Hoje pela manhã me peguei pensando em como somos loucos e em como temos tudo para não dar certo. Percebi que em geral, todas as nossas conversas foram detalhes e risos jogados fora. Vez ou outra foram lamentações. Há pouco você me insinuou lhe procurar apenas nos momentos de necessidade, quando meu coração chora e não tenho outra pessoa a procurar. Hesitei em concordar. A gente normalmente tem mais de uma escolha, mais de um caminho, mais de uma pessoa, mais de um amor, mais de um amigo, mais de uma história... A gente normalmente tem mais de um caso ao acaso, mais de uma música , mais de um cachorro, mais de um gato, mais de um irmão... A gente normalmente tem uma saída que não seja aquela ou essa outra. Mas como eu não sou normal e como a razão é sempre sua, entendi que em geral, não há outra saída que não seja lhe procurar.
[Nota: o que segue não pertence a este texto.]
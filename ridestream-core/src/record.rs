// Copyright 2025 Umberto Gotti <umberto.gotti@umbertogotti.dev>
// Licensed under the Apache License, Version 2.0
// http://www.apache.org/licenses/LICENSE-2.0

use crate::{LocationReading, MotionReading, Timestamp};
use ridestream_error::{RideError, Result};
use serde::{Deserialize, Serialize};

/// One entry of the fused stream.
///
/// At least one of `location` and `total_accel` is present. A record with
/// `total_accel` carries the last location known when the motion event
/// arrived, which may be older than `captured_at`.
#[derive(Debug, Clone, PartialEq, Serialize, Deserialize)]
#[serde(rename_all = "camelCase")]
pub struct FusedRecord {
    #[serde(alias = "timestamp")]
    pub captured_at: Timestamp,
    #[serde(default, skip_serializing_if = "Option::is_none")]
    pub location: Option<LocationReading>,
    #[serde(default, skip_serializing_if = "Option::is_none")]
    pub total_accel: Option<f64>,
}

/// Unit of transmission: buffered records in arrival order.
pub type Batch = Vec<FusedRecord>;

impl FusedRecord {
    /// A pure location update.
    #[must_use]
    pub const fn location_update(location: LocationReading) -> Self {
        Self {
            captured_at: location.captured_at,
            location: Some(location),
            total_accel: None,
        }
    }

    /// A motion record carrying `last_known` forward unchanged.
    #[must_use]
    pub const fn motion(reading: MotionReading, last_known: Option<LocationReading>) -> Self {
        Self {
            captured_at: reading.captured_at,
            location: last_known,
            total_accel: Some(reading.magnitude),
        }
    }

    #[must_use]
    pub const fn is_valid(&self) -> bool {
        self.location.is_some() || self.total_accel.is_some()
    }

    /// `false` if a coordinate or the acceleration is NaN or infinite.
    ///
    /// JSON has no encoding for such values, so they must never be sent.
    #[must_use]
    pub fn is_finite(&self) -> bool {
        self.location
            .is_none_or(|l| l.latitude.is_finite() && l.longitude.is_finite())
            && self.total_accel.is_none_or(f64::is_finite)
    }
}

/// Decode a batch from an already-parsed JSON body.
///
/// The whole batch is rejected if the body is not an array or any element is
/// not a valid fused record.
///
/// # Errors
/// Returns [`RideError::InvalidPayload`] describing the first offending element.
pub fn decode_batch(body: &serde_json::Value) -> Result<Batch> {
    let items = body
        .as_array()
        .ok_or_else(|| RideError::invalid_payload("expected a JSON array of records"))?;

    items
        .iter()
        .enumerate()
        .map(|(position, item)| {
            let record = FusedRecord::deserialize(item).map_err(|e| {
                RideError::invalid_payload(format!("record {position}: {e}"))
            })?;
            if record.is_valid() {
                Ok(record)
            } else {
                Err(RideError::invalid_payload(format!(
                    "record {position}: neither location nor totalAccel present"
                )))
            }
        })
        .collect()
}
// Copyright 2025 Umberto Gotti <umberto.gotti@umbertogotti.dev>
// Licensed under the Apache License, Version 2.0
// http://www.apache.org/licenses/LICENSE-2.0

#![allow(clippy::multiple_crate_versions, clippy::doc_markdown)]
//! Shared data model for ridestream.
//!
//! Readings come from two device sources, are fused into [`FusedRecord`]s,
//! travel as [`Batch`]es inside protocol frames, and end up as one
//! [`ExportArtifact`] per finalized session.

pub mod export;
pub mod protocol;
pub mod reading;
pub mod record;
pub mod session;

/// Capture time in milliseconds.
pub type Timestamp = u64;

pub use self::export::{parse_csv, ExportArtifact, ExportRow, EXPORT_HEADER};
pub use self::protocol::{
    decode_client_frame, encode_data_frame, encode_stop_frame, ClientMessage, ServerMessage,
};
pub use self::reading::{LocationReading, MotionReading, MotionSample};
pub use self::record::{decode_batch, Batch, FusedRecord};
pub use self::session::{RideSummary, SessionIndex};
pub use ridestream_error::{ErrorKind, RideError, Result, ResultExt};
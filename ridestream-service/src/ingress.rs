// Copyright 2025 Umberto Gotti <umberto.gotti@umbertogotti.dev>
// Licensed under the Apache License, Version 2.0
// http://www.apache.org/licenses/LICENSE-2.0

use crate::{ObserverHub, SessionState};
use ridestream_core::{decode_batch, Batch, RideError, Result, ServerMessage};
use serde::Serialize;
use serde_json::Value;
use std::sync::Arc;

/// Answer to an accepted upload.
#[derive(Debug, Clone, PartialEq, Eq, Serialize)]
#[serde(rename_all = "camelCase")]
pub struct IngestReceipt {
    pub message: String,
    /// Records in this batch.
    pub received: usize,
    /// Records in the open session after appending this batch.
    pub total_stored: usize,
}

/// Appends uploaded batches to the open session.
///
/// Batches are appended whole and in the order they are accepted; records
/// are neither deduplicated nor sorted. Every accepted batch is also
/// rebroadcast, exactly as received, to the live observers.
#[derive(Clone)]
pub struct SessionIngress {
    state: Arc<SessionState>,
    observers: ObserverHub,
}

impl SessionIngress {
    #[must_use]
    pub fn new(state: Arc<SessionState>, observers: ObserverHub) -> Self {
        Self { state, observers }
    }

    /// Append an already decoded batch.
    ///
    /// # Errors
    /// Returns [`RideError::InvalidPayload`] if a record has neither a
    /// location nor an acceleration, or cannot be rendered for observers.
    pub fn ingest(&self, batch: Batch) -> Result<IngestReceipt> {
        if let Some(i) = batch.iter().position(|record| !record.is_valid()) {
            return Err(RideError::invalid_payload(format!(
                "record {i}: neither location nor totalAccel present"
            )));
        }
        let payload = serde_json::to_value(&batch)
            .map_err(|e| RideError::invalid_payload(format!("batch not serializable: {e}")))?;
        self.ingest_decoded(batch, payload)
    }

    /// Validate and append a JSON payload, keeping it verbatim for observers.
    ///
    /// # Errors
    /// Returns [`RideError::InvalidPayload`] if `payload` is not an array of
    /// fused records; nothing is appended then.
    pub fn ingest_json(&self, payload: Value) -> Result<IngestReceipt> {
        let batch = decode_batch(&payload)?;
        self.ingest_decoded(batch, payload)
    }

    /// Parse and append a raw upload body.
    ///
    /// # Errors
    /// Returns [`RideError::InvalidPayload`] if `body` is not JSON or not a
    /// batch.
    pub fn ingest_body(&self, body: &str) -> Result<IngestReceipt> {
        let payload: Value = serde_json::from_str(body)
            .map_err(|e| RideError::invalid_payload(format!("body is not JSON: {e}")))?;
        self.ingest_json(payload)
    }

    /// Append a batch already validated against `payload`.
    pub(crate) fn ingest_decoded(&self, batch: Batch, payload: Value) -> Result<IngestReceipt> {
        let received = batch.len();
        let frame = ServerMessage::Batch { payload }.encode()?;

        // Observers see batches in the same order they were appended.
        let total_stored = {
            let mut open = self.state.open();
            open.records.extend(batch);
            if received > 0 {
                self.observers.broadcast(&frame);
            }
            open.records.len()
        };

        crate::info!("received {} records, {} stored", received, total_stored);
        Ok(IngestReceipt {
            message: "Data received".to_string(),
            received,
            total_stored,
        })
    }
}
// Copyright 2025 Umberto Gotti <umberto.gotti@umbertogotti.dev>
// Licensed under the Apache License, Version 2.0
// http://www.apache.org/licenses/LICENSE-2.0

#![allow(clippy::multiple_crate_versions, clippy::doc_markdown)]
//! Collection side of a ride: uploaded batches in, CSV artifacts out.
//!
//! A [`Service`] holds exactly one open session. Batches are appended to it
//! by [`SessionIngress`] in arrival order; [`SessionFinalizer`] closes it,
//! writes the `timestamp,latitude,longitude,total_accel` export to an
//! [`ExportStore`] under the next session index, and opens a fresh session.
//!
//! ```
//! use ridestream_service::Service;
//! use ridestream_core::RideError;
//!
//! let service = Service::in_memory();
//! service
//!     .ingest_body(r#"[{"capturedAt":100,"totalAccel":1.0},
//!                     {"capturedAt":150,"location":{"latitude":1.0,"longitude":2.0,"capturedAt":150}}]"#)
//!     .unwrap();
//!
//! let finalized = service.finalize().unwrap();
//! assert_eq!(finalized.index.external(), 1);
//!
//! let csv = service.export(finalized.index).unwrap();
//! assert_eq!(
//!     std::str::from_utf8(&csv).unwrap(),
//!     "timestamp,latitude,longitude,total_accel\n100,,,1\n150,1,2,\n"
//! );
//!
//! assert!(matches!(service.finalize(), Err(RideError::EmptySession)));
//! ```
//!
//! Request handlers for an HTTP front end live in [`endpoints`]; the
//! persistent connection is served by [`serve_connection`] and
//! [`serve_observer`].

mod logging;

pub mod config;
pub mod endpoints;
pub mod finalizer;
pub mod ingress;
pub mod observers;
pub mod server;
pub mod service;
pub mod session;
pub mod store;

pub use config::ServiceConfig;
pub use endpoints::{Body, EndpointResponse};
pub use finalizer::{FinalizedSession, SessionFinalizer};
pub use ingress::{IngestReceipt, SessionIngress};
pub use observers::ObserverHub;
pub use server::{serve_connection, serve_observer};
pub use service::Service;
pub use session::{SessionState, SessionStatusView};
pub use store::{ExportStore, FsExportStore, MemoryExportStore};
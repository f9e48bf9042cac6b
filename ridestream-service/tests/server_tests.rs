// Copyright 2025 Umberto Gotti <umberto.gotti@umbertogotti.dev>
// Licensed under the Apache License, Version 2.0
// http://www.apache.org/licenses/LICENSE-2.0

use ridestream_core::{encode_data_frame, encode_stop_frame, ServerMessage};
use ridestream_sender::{duplex, ClientConnection, Connection};
use ridestream_service::{serve_connection, serve_observer, Service};
use ridestream_test_utils::helpers::wait_until;
use ridestream_test_utils::test_data::{accel_burst, accel_record, location_record};
use std::time::Duration;

async fn next_server_message(client: &ClientConnection) -> anyhow::Result<ServerMessage> {
    let frame = tokio::time::timeout(Duration::from_secs(5), client.recv_frame()).await??;
    Ok(ServerMessage::decode(&frame)?)
}

fn connect(service: &Service) -> ClientConnection {
    let (client, server) = duplex();
    tokio::spawn(serve_connection(service.clone(), server));
    client
}

#[tokio::test]
async fn test_data_then_stop_produces_stopped_frame() -> anyhow::Result<()> {
    // Arrange
    let service = Service::in_memory();
    let client = connect(&service);
    let records = vec![accel_record(100, 1.0), location_record(150, 1.0, 2.0)];

    // Act
    client.send_frame(encode_data_frame(&records)?)?;
    client.send_frame(encode_stop_frame())?;
    let reply = next_server_message(&client).await?;

    // Assert
    let ServerMessage::Stopped { index, download_url, .. } = reply else {
        panic!("expected stopped frame, got {reply:?}");
    };
    assert_eq!(index, 1);
    assert_eq!(download_url, "/download/1");
    assert_eq!(
        std::str::from_utf8(&service.export_external(1)?)?,
        "timestamp,latitude,longitude,total_accel\n100,,,1\n150,1,2,\n"
    );
    Ok(())
}

#[tokio::test]
async fn test_stop_without_data_answers_empty_session() -> anyhow::Result<()> {
    // Arrange
    let service = Service::in_memory();
    let client = connect(&service);

    // Act
    client.send_frame(encode_stop_frame())?;
    let reply = next_server_message(&client).await?;

    // Assert
    assert_eq!(
        reply,
        ServerMessage::Error {
            kind: "empty_session".to_string(),
            message: "Nothing was saved: the current session has no records".to_string(),
        }
    );
    Ok(())
}

#[tokio::test]
async fn test_invalid_frames_get_error_and_connection_survives() -> anyhow::Result<()> {
    // Arrange
    let service = Service::in_memory();
    let client = connect(&service);

    // Act
    client.send_frame("not json".to_string())?;
    let protocol = next_server_message(&client).await?;
    client.send_frame(r#"{"type":"data","payload":{"capturedAt":1}}"#.to_string())?;
    let payload = next_server_message(&client).await?;
    client.send_frame(encode_data_frame(&accel_burst(0, 2))?)?;
    client.send_frame(encode_stop_frame())?;
    let stopped = next_server_message(&client).await?;

    // Assert
    assert!(matches!(protocol, ServerMessage::Error { ref kind, .. } if kind == "protocol"));
    assert!(matches!(payload, ServerMessage::Error { ref kind, .. } if kind == "invalid_payload"));
    assert!(matches!(stopped, ServerMessage::Stopped { index: 1, .. }));
    Ok(())
}

#[tokio::test]
async fn test_observer_receives_batches_from_other_client() -> anyhow::Result<()> {
    // Arrange
    let service = Service::in_memory();
    let (observer, observer_server) = duplex();
    tokio::spawn(serve_observer(service.clone(), observer_server));
    wait_until(|| service.observers().observer_count() == 1, 1000).await;
    let client = connect(&service);
    let records = accel_burst(0, 3);
    let frame = encode_data_frame(&records)?;

    // Act
    client.send_frame(frame.clone())?;
    let pushed = next_server_message(&observer).await?;

    // Assert
    let sent: serde_json::Value = serde_json::from_str(&frame)?;
    assert_eq!(
        pushed,
        ServerMessage::Batch {
            payload: sent["payload"].clone()
        }
    );
    Ok(())
}

#[tokio::test]
async fn test_closing_client_ends_serve_loop() -> anyhow::Result<()> {
    // Arrange
    let service = Service::in_memory();
    let (client, server) = duplex();
    let handle = tokio::spawn(serve_connection(service, server));

    // Act
    drop(client);

    // Assert
    tokio::time::timeout(Duration::from_secs(5), handle).await??;
    Ok(())
}
// Copyright 2025 Umberto Gotti <umberto.gotti@umbertogotti.dev>
// Licensed under the Apache License, Version 2.0
// http://www.apache.org/licenses/LICENSE-2.0

use ridestream_core::SessionIndex;
use serde::Deserialize;
use std::path::PathBuf;

/// Where artifacts go and how their download links are built.
///
/// ```toml
/// export_dir = "/var/lib/ridestream/exports"
/// public_base_url = "https://rides.example.org/download"
/// ```
#[derive(Debug, Clone, PartialEq, Eq, Deserialize)]
#[serde(default, deny_unknown_fields)]
pub struct ServiceConfig {
    /// Directory for `ride_<n>.csv` files; artifacts stay in memory when unset.
    pub export_dir: Option<PathBuf>,
    pub public_base_url: String,
}

impl Default for ServiceConfig {
    fn default() -> Self {
        Self {
            export_dir: None,
            public_base_url: "/download".to_string(),
        }
    }
}

impl ServiceConfig {
    /// Parse from TOML; missing keys keep their defaults.
    pub fn from_toml_str(config: &str) -> Result<Self, toml::de::Error> {
        toml::from_str(config)
    }

    #[must_use]
    pub fn with_export_dir(mut self, dir: impl Into<PathBuf>) -> Self {
        self.export_dir = Some(dir.into());
        self
    }

    #[must_use]
    pub fn with_public_base_url(mut self, base: impl Into<String>) -> Self {
        self.public_base_url = base.into();
        self
    }

    /// Download link for a session, using its 1-based number.
    #[must_use]
    pub fn download_url(&self, index: SessionIndex) -> String {
        format!(
            "{}/{}",
            self.public_base_url.trim_end_matches('/'),
            index.external()
        )
    }
}

#[cfg(test)]
mod tests {
    use super::*;

    #[test]
    fn download_url_uses_external_number() {
        let config = ServiceConfig::default();
        assert_eq!(config.download_url(SessionIndex(0)), "/download/1");
        assert_eq!(config.download_url(SessionIndex(41)), "/download/42");
    }

    #[test]
    fn trailing_slash_in_base_is_ignored() {
        let config = ServiceConfig::default().with_public_base_url("http://host/files/");
        assert_eq!(config.download_url(SessionIndex(2)), "http://host/files/3");
    }

    #[test]
    fn toml_sets_export_dir() {
        let config = ServiceConfig::from_toml_str(r#"export_dir = "/tmp/rides""#).unwrap();
        assert_eq!(config.export_dir, Some(PathBuf::from("/tmp/rides")));
        assert_eq!(config.public_base_url, "/download");
    }

    #[test]
    fn unknown_keys_are_rejected() {
        assert!(ServiceConfig::from_toml_str("port = 3000").is_err());
    }
}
O ápice do desejo diante dessa ilusão em que vivemos é o que almejo por todas as promessas que já foram feitas e palavras soltas, desnecessariamente necessárias. A loucura pela qual ainda lhe procuro, além da necessidade óbvia e da falta de opção, é a vontade que tenho de experimentar do seu vinho e encantar sua dança. Não há quem possa julgar o que se sente e nem tão pouco diferenciar. Amor. Paixão. Traição. Medo. Vontade. Não há quem possa limitar situações, impor escolhas, facilitar saídas. Não há quem entenda. A Lágrima. O Sorriso. O Beijo. E foi justamente pensando nessas coisas tolas da vida que entendi, definitivamente, que não tenho outra escolha, a não ser lhe procurar.